(Stored data)
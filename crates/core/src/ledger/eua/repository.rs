//! Storage seam for allowance history.

use dashmap::DashMap;
use tidemark_shared::types::OrganizationId;

use super::types::EuaOperation;
use crate::ledger::error::LedgerError;

/// Append-only store of allowance operations, keyed by organization and
/// period.
pub trait EuaRepository: Send + Sync {
    /// All entries for the key, in append order.
    fn history(
        &self,
        organization_id: OrganizationId,
        period_year: i32,
    ) -> Result<Vec<EuaOperation>, LedgerError>;

    /// Appends `operation` if the key still holds exactly `expected_len`
    /// entries, otherwise fails with `ConcurrentModification`.
    fn append(&self, operation: EuaOperation, expected_len: usize) -> Result<(), LedgerError>;
}

/// An in-memory [`EuaRepository`] sharded per key.
#[derive(Debug, Default)]
pub struct InMemoryEuaRepository {
    entries: DashMap<(OrganizationId, i32), Vec<EuaOperation>>,
}

impl InMemoryEuaRepository {
    /// Create a new empty repository.
    #[must_use]
    pub fn new() -> Self {
        Self::default()
    }
}

impl EuaRepository for InMemoryEuaRepository {
    fn history(
        &self,
        organization_id: OrganizationId,
        period_year: i32,
    ) -> Result<Vec<EuaOperation>, LedgerError> {
        Ok(self
            .entries
            .get(&(organization_id, period_year))
            .map(|entries| entries.clone())
            .unwrap_or_default())
    }

    fn append(&self, operation: EuaOperation, expected_len: usize) -> Result<(), LedgerError> {
        let key = (operation.organization_id, operation.period_year);
        let mut entries = self.entries.entry(key).or_default();
        if entries.len() != expected_len {
            return Err(LedgerError::ConcurrentModification);
        }
        entries.push(operation);
        Ok(())
    }
}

## WHAT THE TASK ASKS
The task calls for all lines in the entries that hold "types".

## SOLUTION FOR THIS PROBLEM
use tidemark_shared::types::OrganizationId;
use super::types::EuaOperation;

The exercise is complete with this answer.